The partnership brings together two very different industrial profiles. Leonardo is Italy’s state-controlled defence and aerospace group, with established positions in sensors, electronics, avionics, systems integration and European military procurement. Baykar is one of the most visible drone manufacturers outside the United States and China, known internationally for its Bayraktar systems and for its role in supplying unmanned aircraft to Ukraine and other customers.

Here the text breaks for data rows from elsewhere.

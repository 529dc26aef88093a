//! Deferred content state, display parameters, and rendered views.

use std::sync::Arc;
use std::time::Duration;

use serde::{Deserialize, Serialize};
use tokio::runtime::Handle;
use vantage_shared::config::LoaderConfig;

use super::error::LoadError;

/// Display parameters forwarded verbatim to whichever view is active.
#[derive(Debug, Clone, Default, PartialEq, Eq, Serialize, Deserialize)]
pub struct DisplayParams {
    /// Style classification, e.g. `"widget-a"`.
    #[serde(default, skip_serializing_if = "Option::is_none")]
    pub class_name: Option<String>,
}

impl DisplayParams {
    /// Parameters carrying only a class name.
    #[must_use]
    pub fn with_class(class_name: impl Into<String>) -> Self {
        Self {
            class_name: Some(class_name.into()),
        }
    }
}

/// Phase of a mount, without its payload.
#[derive(Debug, Clone, Copy, PartialEq, Eq, Hash, Serialize, Deserialize)]
#[serde(rename_all = "snake_case")]
pub enum LoadPhase {
    /// Waiting for the loader.
    Pending,
    /// Content resolved.
    Ready,
    /// Loader failed.
    Failed,
}

impl LoadPhase {
    /// Event name used when the phase is rendered.
    #[must_use]
    pub const fn view_name(self) -> &'static str {
        match self {
            Self::Pending => "placeholder",
            Self::Ready => "ready",
            Self::Failed => "failed",
        }
    }
}

/// Load state of one mount. `Ready` and `Failed` are terminal.
#[derive(Debug)]
pub enum LoadState<T> {
    /// Loader not yet settled.
    Pending,
    /// Loader produced the content unit.
    Ready(Arc<T>),
    /// Loader failed.
    Failed(LoadError),
}

impl<T> Clone for LoadState<T> {
    fn clone(&self) -> Self {
        match self {
            Self::Pending => Self::Pending,
            Self::Ready(unit) => Self::Ready(Arc::clone(unit)),
            Self::Failed(error) => Self::Failed(error.clone()),
        }
    }
}

impl<T> LoadState<T> {
    /// Returns true while the loader has not settled.
    #[must_use]
    pub const fn is_pending(&self) -> bool {
        matches!(self, Self::Pending)
    }

    /// Returns the phase of this state.
    #[must_use]
    pub const fn phase(&self) -> LoadPhase {
        match self {
            Self::Pending => LoadPhase::Pending,
            Self::Ready(_) => LoadPhase::Ready,
            Self::Failed(_) => LoadPhase::Failed,
        }
    }
}

/// What the consuming view should show right now.
#[derive(Debug, Clone, PartialEq)]
pub enum View<T> {
    /// Spinner with status text.
    Placeholder {
        /// Forwarded display parameters.
        params: DisplayParams,
        /// Status text next to the spinner.
        status_text: String,
    },
    /// The resolved content unit.
    Content {
        /// Forwarded display parameters.
        params: DisplayParams,
        /// Resolved artifact.
        unit: Arc<T>,
    },
    /// Explicit failure indicator.
    Failure {
        /// Forwarded display parameters.
        params: DisplayParams,
        /// User-facing message.
        message: String,
        /// Underlying cause.
        error: LoadError,
    },
}

impl<T> View<T> {
    /// Display parameters of the active view.
    #[must_use]
    pub const fn params(&self) -> &DisplayParams {
        match self {
            Self::Placeholder { params, .. }
            | Self::Content { params, .. }
            | Self::Failure { params, .. } => params,
        }
    }

    /// Phase this view represents.
    #[must_use]
    pub const fn phase(&self) -> LoadPhase {
        match self {
            Self::Placeholder { .. } => LoadPhase::Pending,
            Self::Content { .. } => LoadPhase::Ready,
            Self::Failure { .. } => LoadPhase::Failed,
        }
    }

    /// Returns true for `Content` and `Failure`.
    #[must_use]
    pub const fn is_terminal(&self) -> bool {
        !matches!(self, Self::Placeholder { .. })
    }
}

/// Explicit rendering context handed to every mount.
///
/// Carries the runtime that loads are spawned on and the texts the
/// placeholder and failure views display.
#[derive(Debug, Clone)]
pub struct RenderContext {
    runtime: Handle,
    placeholder_text: String,
    failure_text: String,
    timeout: Option<Duration>,
}

impl RenderContext {
    /// Context with default texts and no timeout.
    #[must_use]
    pub fn new(runtime: Handle) -> Self {
        Self::from_config(runtime, &LoaderConfig::default())
    }

    /// Context built from loader configuration.
    #[must_use]
    pub fn from_config(runtime: Handle, config: &LoaderConfig) -> Self {
        Self {
            runtime,
            placeholder_text: config.placeholder_text.clone(),
            failure_text: config.failure_text.clone(),
            timeout: config.timeout_secs.map(Duration::from_secs),
        }
    }

    /// Set the placeholder status text.
    #[must_use]
    pub fn with_placeholder_text(mut self, text: impl Into<String>) -> Self {
        self.placeholder_text = text.into();
        self
    }

    /// Set the failure message.
    #[must_use]
    pub fn with_failure_text(mut self, text: impl Into<String>) -> Self {
        self.failure_text = text.into();
        self
    }

    /// Fail loads that take longer than `timeout`.
    #[must_use]
    pub fn with_timeout(mut self, timeout: Duration) -> Self {
        self.timeout = Some(timeout);
        self
    }

    /// Runtime loads are spawned on.
    #[must_use]
    pub const fn runtime(&self) -> &Handle {
        &self.runtime
    }

    /// Placeholder status text.
    #[must_use]
    pub fn placeholder_text(&self) -> &str {
        &self.placeholder_text
    }

    /// Failure message.
    #[must_use]
    pub fn failure_text(&self) -> &str {
        &self.failure_text
    }

    /// Load timeout, if any.
    #[must_use]
    pub const fn timeout(&self) -> Option<Duration> {
        self.timeout
    }

    /// Project a load state into the view the consumer should display.
    #[must_use]
    pub fn project<T>(&self, state: &LoadState<T>, params: &DisplayParams) -> View<T> {
        match state {
            LoadState::Pending => View::Placeholder {
                params: params.clone(),
                status_text: self.placeholder_text.clone(),
            },
            LoadState::Ready(unit) => View::Content {
                params: params.clone(),
                unit: Arc::clone(unit),
            },
            LoadState::Failed(error) => View::Failure {
                params: params.clone(),
                message: self.failure_text.clone(),
                error: error.clone(),
            },
        }
    }
}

The strategic logic is clear. Europe has identified drones as a capability gap after the war in Ukraine showed the operational value of unmanned systems at scale. Surveillance drones, strike drones and loitering munitions have become central to modern battlefield operations, but European production has remained fragmented and, in some segments, behind faster-moving suppliers from Turkey, Israel, the United States and China.

Leonardo and Baykar have presented the venture as a way to address that weakness. The companies have said the unmanned-aircraft market could be worth around $100 billion over the next decade. For Italy, the partnership offers a route into a fast-growing segment of defence production while anchoring manufacturing and operational control on Italian territory. For Baykar, it provides access to the European defence market and a formal industrial bridge into NATO-aligned procurement.

Rome’s conditions show the political sensitivity of that opening. Baykar is a Turkish company, and Turkey occupies a complex position in European security. It is a NATO member with a large defence industry and a substantial drone-export record, but it is not an EU member and has often pursued an independent foreign policy. Italian approval therefore had to balance industrial need, alliance politics and control over sensitive military technology.

The restrictions also reflect wider concerns in Europe over defence-industrial sovereignty. European governments want to increase output quickly, but they are increasingly cautious about ownership, export rights, classified technologies and dependence on non-EU partners. The drone sector is particularly sensitive because unmanned systems combine aircraft design, command-and-control software, sensors, targeting systems and data links.

Italy’s decision suggests that cooperation with non-EU defence companies will remain possible, but not unconditional. By limiting sales to Europe- and NATO-aligned countries, Rome is seeking to prevent the venture from becoming a platform for uncontrolled exports or politically problematic downstream use. By classifying the relevant technology, it is also placing the project inside a security framework rather than treating it as an ordinary industrial deal.

The approval comes at a time when European states are under pressure to expand defence production more quickly. The war in Ukraine has exposed shortages in ammunition, air defence, electronic warfare and unmanned systems. Governments have increased defence budgets, but industrial capacity remains uneven. Partnerships with companies that already have operational drone experience are therefore attractive, even where they raise sovereignty questions.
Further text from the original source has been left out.